Actually, it should have been Manny, Moe, Moe and Jack, to truly represent the founders. The story begins in 1921, when four young Philadelphians who had met and become friends while serving in the Navy during World War I - Emanuel "Manny" Rosenfeld, Maurice "Moe" Strauss, Moe Radavitz and W. Graham "Jack" Jackson - each made a $200 investment to launch an auto supply company.
And how did they come up with the firm's name?
It seems they were sitting around discussing the question when one of them eyed a shipment of Pep valve grinding compound, one of their first product lines, thus inspiring the name Pep Auto Supplies. The ultimate name resulted from a local policeman telling everyone he stopped at night for not having an oil wick burning to go see the "boys" at Pep, which gave rise to the name Pep Boys.
The use of their first names came about when Moe Strauss took a trip to California around 1923 and noticed how many shops there used their owners' first names, in particular one named Minnie, Maude and Mabel's. When he returned to Philadelphia, he had a cartoonist friend named Harry Moskovitch create the caricatures.
There were changes over the years: When Jack left the firm, his face was replaced by that of Moe's brother and new partner, Izzy Strauss, though Izzy's name was never used. The corporate characters became American icons, being joked about in Johnny Carson monologues and parodied on Saturday Night Live, and also seen in Claymation on late-1980s television commercials.
This logo was also found on any number of products over the years, all of them now of interest to the collector. Most common and familiar are the matchbooks that portrayed the Boys, some with the name of the firm, some without, promoting everything from Clipper tires to Varsity wax. There were catalogs, mailers, circulars and manuals, the early editions of which hold considerable deco-period graphic interest.
Other collectible paper ephemera includes a 1926 U.S. Sesquicentennial Exposition decal (now worth $100 and up in mint condition with its envelope), an amusing set of playing cards with Manny, Moe and Jack as the figures on the face cards valued at $175 and up, stickers and posters.
Pep Boys sponsored a radio program in the 1930s called "Dawn Patrol," and material related to that show, such as an elaborate postcard sent to fans with a facsimile signature of the announcer, Fred Wood, are also sometimes found.
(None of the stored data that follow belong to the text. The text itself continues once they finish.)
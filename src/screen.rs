//! Monitoring screen: renders published sensor values onto a character
//! display.
//!
//! The screen owns one observer per observable kind. Each observer caches
//! the last values it was handed and redraws its own rows; the rows never
//! overlap, so the two observers can update independently.

use crate::display::CharacterDisplay;
use crate::error::{MonitorError, Result};
use crate::observe::{ClimateObservable, Observer, SoilObservable};
use log::{error, info};
use parking_lot::{Mutex, RwLock};
use std::sync::Arc;

pub const TEMPERATURE_ROW: usize = 0;
pub const HUMIDITY_ROW: usize = 1;
pub const SOIL_ROW: usize = 2;

pub fn temperature_row(temperature: f64) -> String {
    format!("Temperature: {:.1}", temperature)
}

pub fn humidity_row(humidity: f64) -> String {
    format!("Humidity   : {:.1}", humidity)
}

/// Moisture is shown as a whole percentage, truncated, right-aligned in
/// three columns.
pub fn soil_row(moisture: f64) -> String {
    format!("SoilMoisture: {:>3}", moisture.trunc() as i64)
}

struct ScreenWriter {
    display: Mutex<Box<dyn CharacterDisplay>>,
}

impl ScreenWriter {
    fn write(&self, text: &str, row: usize) {
        if let Err(e) = self.display.lock().write_str(text, row, 0) {
            error!("Failed to write display row {}: {}", row, e);
        }
    }
}

/// Shows temperature and humidity.
pub struct ClimateObserver {
    writer: Arc<ScreenWriter>,
    values: RwLock<(f64, f64)>,
}

impl ClimateObserver {
    pub fn temperature(&self) -> f64 {
        self.values.read().0
    }

    pub fn humidity(&self) -> f64 {
        self.values.read().1
    }
}

impl Observer<ClimateObservable> for ClimateObserver {
    fn update(&self, source: &ClimateObservable) {
        let (temperature, humidity) = (source.temperature(), source.humidity());
        *self.values.write() = (temperature, humidity);
        self.writer.write(&temperature_row(temperature), TEMPERATURE_ROW);
        self.writer.write(&humidity_row(humidity), HUMIDITY_ROW);
    }
}

/// Shows soil moisture.
pub struct SoilObserver {
    writer: Arc<ScreenWriter>,
    moisture: RwLock<f64>,
}

impl SoilObserver {
    pub fn moisture(&self) -> f64 {
        *self.moisture.read()
    }
}

impl Observer<SoilObservable> for SoilObserver {
    fn update(&self, source: &SoilObservable) {
        let moisture = source.moisture();
        *self.moisture.write() = moisture;
        self.writer.write(&soil_row(moisture), SOIL_ROW);
    }
}

pub struct MonitoringScreen {
    climate: Arc<ClimateObserver>,
    soil: Arc<SoilObserver>,
}

impl MonitoringScreen {
    /// Take ownership of `display`, set it up and clear it.
    pub fn new(mut display: impl CharacterDisplay + 'static) -> Result<Self> {
        display
            .setup()
            .and_then(|_| display.clear())
            .map_err(|e| MonitorError::HardwareSetup(format!("display: {}", e)))?;
        info!("Monitoring screen ready");

        let writer = Arc::new(ScreenWriter {
            display: Mutex::new(Box::new(display)),
        });
        Ok(Self {
            climate: Arc::new(ClimateObserver {
                writer: Arc::clone(&writer),
                values: RwLock::new((0.0, 0.0)),
            }),
            soil: Arc::new(SoilObserver {
                writer,
                moisture: RwLock::new(0.0),
            }),
        })
    }

    pub fn watch_climate(&self, observable: &mut ClimateObservable) {
        observable.add_observer(&self.climate);
    }

    pub fn watch_soil(&self, observable: &mut SoilObservable) {
        observable.add_observer(&self.soil);
    }

    pub fn climate_observer(&self) -> &Arc<ClimateObserver> {
        &self.climate
    }

    pub fn soil_observer(&self) -> &Arc<SoilObserver> {
        &self.soil
    }
}

#[cfg(test)]
mod tests {
    use super::*;
    use crate::display::MemoryDisplay;
    use crate::sensors::MoistureSource;

    #[test]
    fn test_row_formats() {
        assert_eq!(temperature_row(21.0), "Temperature: 21.0");
        assert_eq!(temperature_row(21.66), "Temperature: 21.7");
        assert_eq!(humidity_row(48.333), "Humidity   : 48.3");
        assert_eq!(soil_row(51.43), "SoilMoisture:  51");
        assert_eq!(soil_row(7.9), "SoilMoisture:   7");
        assert_eq!(soil_row(100.0), "SoilMoisture: 100");
    }

    struct Failing;

    impl CharacterDisplay for Failing {
        fn setup(&mut self) -> Result<()> {
            Err(MonitorError::Display("no bus".into()))
        }

        fn clear(&mut self) -> Result<()> {
            Ok(())
        }

        fn write_str(&mut self, _text: &str, _row: usize, _col: usize) -> Result<()> {
            Ok(())
        }
    }

    #[test]
    fn test_setup_failure_surfaces() {
        assert!(matches!(
            MonitoringScreen::new(Failing),
            Err(MonitorError::HardwareSetup(_))
        ));
    }

    #[test]
    fn test_new_clears_display() {
        let mut display = MemoryDisplay::new();
        display.write_str("stale", 0, 0).unwrap();
        let _screen = MonitoringScreen::new(display.clone()).unwrap();
        assert_eq!(display.row(0).unwrap(), "");
    }

    struct Constant(f64);

    impl MoistureSource for Constant {
        fn read(&mut self) -> Result<f64> {
            Ok(self.0)
        }
    }

    #[test]
    fn test_soil_observer_draws_row() {
        let display = MemoryDisplay::new();
        let screen = MonitoringScreen::new(display.clone()).unwrap();
        let mut soil = SoilObservable::new(Box::new(Constant(42.8)), 1).unwrap();
        screen.watch_soil(&mut soil);
        assert_eq!(soil.observer_count(), 1);

        soil.wake_signal().raise();
        assert!(soil.check());
        assert_eq!(screen.soil_observer().moisture(), 42.8);
        assert_eq!(display.row(SOIL_ROW).unwrap(), "SoilMoisture:  42");
    }
}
There were other non-paper items, including a 1930s patch offered as a premium, a brass match cover holder, bobblehead figures of the three founders, Zippo lighters, a desirable early Pep Boys hand soap metal can with images of Manny, Moe and Jack ($450 and up), a large variety of tin advertising signs, magnets and a 1950s plastic cigarette holder.
Not surprisingly, many of the Pep Boys collectibles relate to cars, gasoline, etc. Prime among them is a Corgi minitruck, with the familiar logo emblazoned on the side, while others include early 1 gallon Pep Boys 600 transmission oil metal cans with black and orange lettering, and Strauss, Penn and other gas and oil cans.
Also, in the television age, there were animated commercials featuring Moe and Jack, and items relating to them - such as animation drawings and original hand-painted production cel set-ups used in the making of the commercials - are also collectible.